Federal officials yesterday designated the southwest Alaska sea otter -- a species that teetered on the edge of extinction in the late 1800s -- as threatened under the Endangered Species Act, alarmed that its numbers have dipped sharply over the past 15 years.
Fur hunters nearly wiped out the otters, whose range stretches from Cook Inlet to the Alaska Peninsula and Kodiak Island, by 1911, at which point the otters received international protection. By the mid- to late 1980s, as many as 74,000 otters thrived in Alaska's Aleutian Islands alone, but this number has now dropped to below 9,000.
Bruce Woods, a spokesman for the U.S. Fish and Wildlife Service's Alaska region, said government scientists are still searching for the reason the population has declined so quickly. Predatory orca whales may account for the drop, he said, but officials are still not sure. Sea otters on the Russian side of the Aleutian Islands are doing better than their American counterparts.
Environmentalists hailed the move, saying it is the otters' best chance of survival. Brent Plater, a lawyer at the Center for Biological Diversity who sued the Interior Department in 2003 to list the species, called the agency's decision "a positive step toward sea otter conservation and recovery."
"We owe it to future generations to protect the sea otters and the special places they call home, and the Endangered Species Act provides resource managers with the best tools available to ensure that sea otters are brought back from the brink of extinction," Plater said.

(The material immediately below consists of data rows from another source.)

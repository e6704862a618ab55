use std::fmt::{self, Display};

/// 比较运算符
#[derive(Debug, Clone, Copy, PartialEq, Eq)]
pub enum ComparisonOperator {
    GreaterOrEqual,
    LessOrEqual,
    GreaterThan,
    LessThan,
}

impl ComparisonOperator {
    /// `lhs <op> rhs`是否成立（NaN 一律不成立）
    pub fn holds(&self, lhs: f64, rhs: f64) -> bool {
        match self {
            ComparisonOperator::GreaterOrEqual => lhs >= rhs,
            ComparisonOperator::LessOrEqual => lhs <= rhs,
            ComparisonOperator::GreaterThan => lhs > rhs,
            ComparisonOperator::LessThan => lhs < rhs,
        }
    }
}

impl Display for ComparisonOperator {
    fn fmt(&self, f: &mut fmt::Formatter<'_>) -> fmt::Result {
        let symbol = match self {
            ComparisonOperator::GreaterOrEqual => "≥",
            ComparisonOperator::LessOrEqual => "≤",
            ComparisonOperator::GreaterThan => ">",
            ComparisonOperator::LessThan => "<",
        };
        f.write_str(symbol)
    }
}
use std::collections::BTreeMap;

use approx::assert_abs_diff_eq;

use crate::synth::{StepResult, UpdateOutcome};
use crate::training::{EpochSummary, PhaseSummary, TrainingHistory};

fn step(
    disc_loss: f32,
    gen_loss: f32,
    disc: UpdateOutcome,
    generator: UpdateOutcome,
) -> StepResult {
    StepResult {
        disc_loss,
        gen_loss,
        metrics: BTreeMap::from([("mse".to_string(), disc_loss)]),
        disc_update: Some(disc),
        gen_update: Some(generator),
    }
}

#[test]
fn test_phase_summary_means_ignore_nan() {
    let results = vec![
        step(1.0, 2.0, UpdateOutcome::Stepped, UpdateOutcome::Stepped),
        step(f32::NAN, 4.0, UpdateOutcome::Skipped, UpdateOutcome::Stepped),
        step(3.0, f32::NAN, UpdateOutcome::Stepped, UpdateOutcome::Skipped),
    ];
    let summary = PhaseSummary::from_results(&results);
    assert_eq!(summary.batches, 3);
    assert_abs_diff_eq!(summary.disc_loss, 2.0);
    assert_abs_diff_eq!(summary.gen_loss, 3.0);
    assert_abs_diff_eq!(summary.metrics["mse"], 2.0);
    assert_eq!(summary.skipped_disc_updates, 1);
    assert_eq!(summary.skipped_gen_updates, 1);
}

#[test]
fn test_empty_phase_summary() {
    let summary = PhaseSummary::from_results(&[]);
    assert_eq!(summary.batches, 0);
    assert!(summary.disc_loss.is_nan());
    assert!(summary.metrics.is_empty());
}

#[test]
fn test_history_saved_as_json() -> Result<(), crate::errors::SynthError> {
    let dir = tempfile::tempdir()?;
    let mut history = TrainingHistory::default();
    history.push(EpochSummary {
        epoch: 0,
        train: PhaseSummary::from_results(&[step(
            0.5,
            0.7,
            UpdateOutcome::Stepped,
            UpdateOutcome::Stepped,
        )]),
        val: None,
        test: None,
        exported_images: Some(4),
    });
    let path = dir.path().join("history.json");
    history.save(&path)?;

    let value: serde_json::Value = serde_json::from_str(&std::fs::read_to_string(&path)?)?;
    assert_eq!(value["epochs"][0]["epoch"], 0);
    assert_eq!(value["epochs"][0]["exported_images"], 4);
    assert!(value["epochs"][0]["val"].is_null());
    Ok(())
}
/*
 * @Date         : 2026-02-07
 * @Description  : 梯度步执行器：反向传播 + 可选的混合精度缩放与梯度裁剪。
 *                 只负责把梯度准备好，是否调用优化器由调用方（NaN 守卫）决定。
 */

use ndarray::Array2;

use crate::config::{ClipMode, ModelConfig};
use crate::errors::SynthError;
use crate::nn::{LossOutput, Network};
use crate::tensor::Tensor;

/// 开启`amp`时的静态损失缩放系数
pub const AMP_LOSS_SCALE: f32 = 1024.0;

/// 数值稳定相关选项
#[derive(Debug, Clone, Copy, PartialEq, Default)]
pub struct StabilityOptions {
    pub amp: bool,
    pub clip_grad: Option<f32>,
    pub clip_mode: ClipMode,
}

impl StabilityOptions {
    pub fn from_config(config: &ModelConfig) -> Self {
        Self {
            amp: config.amp,
            clip_grad: config.clip_grad,
            clip_mode: config.clip_mode,
        }
    }
}

/// 对`network`自身的输出做反向传播
pub fn backward_pass(
    loss: &LossOutput,
    network: &mut dyn Network,
    options: &StabilityOptions,
) -> Result<(), SynthError> {
    let before = grads_before(network, options);
    network.backward(&scaled_grad(loss, options))?;
    finish_gradients(network, before, options);
    Ok(())
}

/// 损失定义在`critic`的输出上，梯度穿过`critic`流入`network`
///
/// `critic`的参数梯度同样会被累加，调用方负责在之后将其清零。
pub fn backward_pass_through(
    loss: &LossOutput,
    critic: &mut dyn Network,
    network: &mut dyn Network,
    options: &StabilityOptions,
) -> Result<(), SynthError> {
    let before = grads_before(network, options);
    let grad_input = critic.backward(&scaled_grad(loss, options))?;
    network.backward(&grad_input)?;
    finish_gradients(network, before, options);
    Ok(())
}

fn scaled_grad(loss: &LossOutput, options: &StabilityOptions) -> Tensor {
    if options.amp {
        loss.grad.scaled(AMP_LOSS_SCALE)
    } else {
        loss.grad.clone()
    }
}

/// 开启 amp 时记下反向传播前已累积的梯度，反缩放只作用于本次新增的部分
fn grads_before(network: &dyn Network, options: &StabilityOptions) -> Option<Vec<Array2<f32>>> {
    options
        .amp
        .then(|| network.parameters().iter().map(|p| p.grad().clone()).collect())
}

/// 反缩放（若开启 amp）后再裁剪
fn finish_gradients(
    network: &mut dyn Network,
    before: Option<Vec<Array2<f32>>>,
    options: &StabilityOptions,
) {
    if let Some(before) = before {
        for (param, previous) in network.parameters_mut().into_iter().zip(before) {
            let grad = param.grad_mut();
            *grad -= &previous;
            *grad /= AMP_LOSS_SCALE;
            *grad += &previous;
        }
    }
    if let Some(threshold) = options.clip_grad {
        match options.clip_mode {
            ClipMode::Norm => {
                clip_grad_norm(network, threshold);
            }
            ClipMode::Value => clip_grad_value(network, threshold),
        }
    }
}

/// 按全局范数裁剪梯度
///
/// global_norm = sqrt(所有梯度元素的平方和)；若超过`max_norm`，
/// 所有梯度乘以 max_norm / global_norm。返回裁剪前的全局范数。
pub fn clip_grad_norm(network: &mut dyn Network, max_norm: f32) -> f32 {
    let global_norm = network
        .parameters()
        .iter()
        .map(|p| p.grad().iter().map(|&g| g * g).sum::<f32>())
        .sum::<f32>()
        .sqrt();

    if global_norm > max_norm {
        let clip_coef = max_norm / global_norm;
        for param in network.parameters_mut() {
            *param.grad_mut() *= clip_coef;
        }
    }
    global_norm
}

/// 把每个梯度元素截断到[-clip_value, clip_value]（NaN 保持不变）
pub fn clip_grad_value(network: &mut dyn Network, clip_value: f32) {
    for param in network.parameters_mut() {
        param.grad_mut().mapv_inplace(|g| {
            if g > clip_value {
                clip_value
            } else if g < -clip_value {
                -clip_value
            } else {
                g
            }
        });
    }
}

The new federal protection is not likely to incite controversy, Woods said, because commercial fishermen in the area do not target the sea otters' main source of food, sea urchins.
Subsistence hunters in the area take about 100 otters a year, and some subsistence hunting will continue even though the species is now listed as threatened.
While officials are still searching for the best way to proceed, he added, they expressed confidence that the sea otter population could rebound.
"This species does have the capacity to recover," Woods said. "It's proven it in the past."